Daniel: What’s an example of a way to do that? Is that a question of how you design the cultural product itself, you build in design elements that allow it to appeal to the audience of your audience?

Derek: It comes down to the fact that one of the best ways to build a digital network of people is to understand all the non-digital, offline networks of people that are already connected. For example, if you were selling an app to an immigrant community in the Baltimore area, where do they gather? Is there a restaurant that is essentially their hangout, where they all come together? Sell the product there so you can get all of them on it at the same time, talking to each other. That becomes the best way to slingshot your way to growth.

Daniel: You also mention merchandising, or moving across platforms. What do you mean?

Derek: Coming from journalism, where a lot of people are afraid of the business model dying off because of the growth of Facebook and Google, and the internet eating publishing advertising, one of the big questions for media companies right now is “how do I make money if my core product is endangered?” Broadcast television companies are thinking about this. Even movies have recognized that the North American cinema audience has basically flatlined and is not going to grow.

Kay Kamen, a mink hat salesman from the 1930s, sees a Mickey Mouse cartoon and gets this idea. He calls up Walt and Roy Disney and he says, “Your cartoon is really brilliant, but your mouse can be more than a cartoon.”

He goes to Los Angeles and says, “The future of movies actually isn’t in the movie theater. It’s in department stores. The biggest market for your art is in merchandising it.” Kay Kamen has this idea of turning Mickey Mouse into soap, shirts, a Mickey Mouse watch—which becomes the most popular consumer product of 1932. It turns out that this is much bigger than the movie business. Snow White, which comes out in 1937, biggest movie of that year, sold more money in toys in two months than the movie made in its first two years. Kamen teaches Disney that your core product was movies, but your business is in all the various things you can sell around the movie because people love your first product.

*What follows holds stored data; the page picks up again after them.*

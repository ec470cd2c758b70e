use runebound_logic::actor::{clamp_hp, Actor};
use runebound_logic::status::StatusEffect;
use serde::{Deserialize, Serialize};

/// A generated opponent.
#[derive(Debug, Clone, PartialEq, Serialize, Deserialize)]
pub struct Enemy {
    pub name: String,
    pub biome: String,
    pub hp: f64,
    pub max_hp: f64,
    pub attack: i32,
    pub defense: i32,
    /// Gauge fill rate, percent per second
    pub speed: f64,
    pub reward_xp: u32,
    pub reward_gold: u32,
    pub status_effects: Vec<StatusEffect>,
}

impl Actor for Enemy {
    fn hp(&self) -> f64 {
        self.hp
    }

    fn max_hp(&self) -> f64 {
        self.max_hp
    }

    fn set_hp(&mut self, hp: f64) {
        self.hp = clamp_hp(hp, self.max_hp);
    }

    fn attack_power(&self) -> f64 {
        self.attack as f64
    }

    fn magic_power(&self) -> f64 {
        self.attack as f64
    }

    fn defense(&self) -> f64 {
        self.defense as f64
    }

    fn base_speed(&self) -> f64 {
        self.speed
    }

    fn effects(&self) -> &[StatusEffect] {
        &self.status_effects
    }

    fn effects_mut(&mut self) -> &mut Vec<StatusEffect> {
        &mut self.status_effects
    }
}
//! Runebound Core - Dungeon Crawl Engine
//!
//! A real-time dungeon crawler: the player explores a grid of procedurally
//! generated rooms and fights enemies in Active-Time-Battle combat, where
//! each side's gauge fills with speed and fires an attack when full.
//!
//! # Architecture
//!
//! The rules live in `runebound-logic`; this crate drives them:
//! - **Components**: Rooms, exits, encounters and enemies
//! - **Generation**: Seeded procedural rooms, enemies and loot
//! - **Combat**: The frame-driven ATB state machine and skill casting
//! - **Engine**: [`GameSession`](engine::GameSession), the command surface for one run
//! - **Persistence**: Versioned saves, per-user stores and debounced auto-save
//!
//! # Example
//!
//! ```rust,no_run
//! use runebound_core::prelude::*;
//! use runebound_logic::classes::PlayerClass;
//!
//! let mut session = GameSession::new(SessionConfig::default());
//! session.create_character("Ayla", PlayerClass::Mage);
//!
//! let exit = session.current_room().unwrap().choices[0].direction;
//! session.travel(exit).unwrap();
//!
//! // Drive combat from the display loop
//! while session.in_combat() {
//!     session.frame();
//!     std::thread::sleep(std::time::Duration::from_millis(16));
//! }
//! ```

pub mod clock;
pub mod combat;
pub mod components;
pub mod config;
pub mod engine;
pub mod generation;
pub mod persistence;

/// Commonly used types for convenient importing
pub mod prelude {
    pub use crate::clock::{Clock, ManualClock, SystemClock};
    pub use crate::combat::{CombatEvent, CombatPhase, FrameReport, SkillCast, VictoryReport};
    pub use crate::components::*;
    pub use crate::config::{CombatConfig, SessionConfig};
    pub use crate::engine::{Arrival, GameSession, Interaction, SessionError};
    pub use crate::persistence::{FileStore, MemoryStore, SaveData, SaveStore};
}
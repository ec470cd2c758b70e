//! Playable classes and their base stats.

use serde::{Deserialize, Serialize};

use crate::stats::Attributes;

#[derive(Debug, Clone, Copy, PartialEq, Eq, Hash, Serialize, Deserialize)]
pub enum PlayerClass {
    Warrior,
    Rogue,
    Mage,
    Cleric,
    Barbarian,
    Archer,
}

impl PlayerClass {
    pub const ALL: [PlayerClass; 6] = [
        PlayerClass::Warrior,
        PlayerClass::Rogue,
        PlayerClass::Mage,
        PlayerClass::Cleric,
        PlayerClass::Barbarian,
        PlayerClass::Archer,
    ];

    pub fn profile(self) -> &'static ClassProfile {
        match self {
            PlayerClass::Warrior => &WARRIOR,
            PlayerClass::Rogue => &ROGUE,
            PlayerClass::Mage => &MAGE,
            PlayerClass::Cleric => &CLERIC,
            PlayerClass::Barbarian => &BARBARIAN,
            PlayerClass::Archer => &ARCHER,
        }
    }
}

/// Level-1 stats and starting skills for a class.
#[derive(Debug, Clone, PartialEq)]
pub struct ClassProfile {
    pub name: &'static str,
    pub description: &'static str,
    pub attributes: Attributes,
    pub hp: i32,
    pub mana: i32,
    pub attack: i32,
    pub magic: i32,
    pub defense: i32,
    pub crit: i32,
    pub skills: [&'static str; 2],
}

static WARRIOR: ClassProfile = ClassProfile {
    name: "Warrior",
    description: "Balanced melee fighter with strong defense and reliable damage.",
    attributes: Attributes::new(14, 10, 12, 6, 8),
    hp: 140,
    mana: 53,
    attack: 20,
    magic: 12,
    defense: 7,
    crit: 5,
    skills: ["strike", "bash"],
};

static ROGUE: ClassProfile = ClassProfile {
    name: "Rogue",
    description: "Agile assassin with high critical hits and evasion.",
    attributes: Attributes::new(8, 16, 8, 8, 10),
    hp: 108,
    mana: 65,
    attack: 15,
    magic: 15,
    defense: 5,
    crit: 15,
    skills: ["strike", "poison_tip"],
};

static MAGE: ClassProfile = ClassProfile {
    name: "Mage",
    description: "Arcane master dealing devastating magical damage.",
    attributes: Attributes::new(5, 8, 6, 18, 8),
    hp: 92,
    mana: 125,
    attack: 10,
    magic: 30,
    defense: 3,
    crit: 4,
    skills: ["nova", "freeze"],
};

static CLERIC: ClassProfile = ClassProfile {
    name: "Cleric",
    description: "Divine healer with supportive magic and holy power.",
    attributes: Attributes::new(8, 8, 12, 14, 10),
    hp: 140,
    mana: 101,
    attack: 13,
    magic: 24,
    defense: 5,
    crit: 4,
    skills: ["smite", "ward"],
};

static BARBARIAN: ClassProfile = ClassProfile {
    name: "Barbarian",
    description: "Unstoppable berserker with massive health and brutal attacks.",
    attributes: Attributes::new(18, 8, 14, 4, 6),
    hp: 156,
    mana: 41,
    attack: 23,
    magic: 9,
    defense: 9,
    crit: 4,
    skills: ["strike", "enrage"],
};

static ARCHER: ClassProfile = ClassProfile {
    name: "Archer",
    description: "Precision marksman with deadly accuracy and range.",
    attributes: Attributes::new(10, 18, 8, 6, 8),
    hp: 108,
    mana: 53,
    attack: 18,
    magic: 12,
    defense: 5,
    crit: 6,
    skills: ["strike", "cripple"],
};
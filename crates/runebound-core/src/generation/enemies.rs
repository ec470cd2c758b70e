//! Enemy generation

use rand::Rng;

use super::vocab::{pick, ENEMY_PREFIXES, ENEMY_SPECIES};
use crate::components::Enemy;

/// Slowest an enemy gauge may fill, percent per second.
pub const MIN_ENEMY_SPEED: f64 = 5.0;

/// Roll an enemy for `biome` at `depth`.
///
/// hp and attack grow linearly with depth; speed grows linearly with a
/// ±2 jitter and never drops below [`MIN_ENEMY_SPEED`].
pub fn generate_enemy(rng: &mut impl Rng, biome: &str, depth: u32) -> Enemy {
    let name = format!(
        "{} {}",
        pick(rng, ENEMY_PREFIXES),
        pick(rng, ENEMY_SPECIES)
    );
    let d = depth as f64;
    let hp = 40.0 + 15.0 * d;
    let base_speed = 8.0 + 0.8 * d;
    let jitter = rng.gen::<f64>() * 4.0 - 2.0;
    let speed = (base_speed + jitter).floor().max(MIN_ENEMY_SPEED);

    Enemy {
        name,
        biome: biome.to_string(),
        hp,
        max_hp: hp,
        attack: 8 + 3 * depth as i32,
        defense: 2 + depth as i32,
        speed,
        reward_xp: 30 + 10 * depth,
        reward_gold: 15 + 5 * depth,
        status_effects: Vec::new(),
    }
}
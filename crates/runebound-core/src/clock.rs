//! Time sources for the frame loop and skill cooldowns.
//!
//! Production code uses [`SystemClock`]; tests drive a [`ManualClock`] by
//! hand so every frame delta is exact.

use std::sync::atomic::{AtomicU64, Ordering};
use std::sync::Arc;
use std::time::Instant;

/// Monotonic millisecond clock.
pub trait Clock {
    fn now_ms(&self) -> u64;
}

/// Wall clock measured from construction.
#[derive(Debug, Clone, Copy)]
pub struct SystemClock {
    start: Instant,
}

impl SystemClock {
    pub fn new() -> Self {
        Self {
            start: Instant::now(),
        }
    }
}

impl Default for SystemClock {
    fn default() -> Self {
        Self::new()
    }
}

impl Clock for SystemClock {
    fn now_ms(&self) -> u64 {
        self.start.elapsed().as_millis() as u64
    }
}

/// Hand-advanced clock. Clones share the same time.
#[derive(Debug, Clone, Default)]
pub struct ManualClock {
    now: Arc<AtomicU64>,
}

impl ManualClock {
    pub fn new(start_ms: u64) -> Self {
        Self {
            now: Arc::new(AtomicU64::new(start_ms)),
        }
    }

    pub fn advance(&self, ms: u64) {
        self.now.fetch_add(ms, Ordering::SeqCst);
    }

    pub fn set(&self, ms: u64) {
        self.now.store(ms, Ordering::SeqCst);
    }
}

impl Clock for ManualClock {
    fn now_ms(&self) -> u64 {
        self.now.load(Ordering::SeqCst)
    }
}

/// Turns successive clock readings into frame deltas.
///
/// The first tick after construction or [`FrameTicker::reset`] yields 0, so
/// time spent outside combat never leaks into the next encounter.
#[derive(Debug, Clone, Default)]
pub struct FrameTicker {
    last_ms: Option<u64>,
}

impl FrameTicker {
    pub fn new() -> Self {
        Self::default()
    }

    /// Delta in ms since the previous tick.
    pub fn tick(&mut self, now_ms: u64) -> f64 {
        let delta = match self.last_ms {
            Some(last) => now_ms.saturating_sub(last) as f64,
            None => 0.0,
        };
        self.last_ms = Some(now_ms);
        delta
    }

    pub fn reset(&mut self) {
        self.last_ms = None;
    }

    pub fn is_running(&self) -> bool {
        self.last_ms.is_some()
    }
}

To attach this idea to media and journalism, some of the most successful new digital companies, like Buzzfeed and Vice, have realized that the future of their business might not just be in the old model of journalism, chasing advertising. It might be in selling companies the intelligence that “we understand virality, we understand millennials.” Essentially, they’re merchandisers as well. They’re operating from the same Kay Kamen playbook from the 1930s.

Daniel: Or The Atlantic becomes a conference business that happens to have a magazine.

Derek: We are a conference business that happens to have a magazine, but we also have our marketing business. We still make most of our money from adjacent advertising sales, but it’s the same principal. The magazine doesn’t just have to live in its initial medium on the pulp. It can live equally well in pixels, on stages, and through our marketing arm.

Daniel: The lesson for creators would be, “where else can the idea live?” Or “think across platforms?”

Derek: It would be your first business isn’t your last business. Understand that the way that you get into a market might be the way to build that first audience, but the way to sustain the company is in discovering auxiliary markets to sell into. The very definition of capitalism, as creative destruction, means that your first business is almost certainly going to be endangered, become super competitive, or die. As a result, you constantly have to be thinking about new businesses to sell into.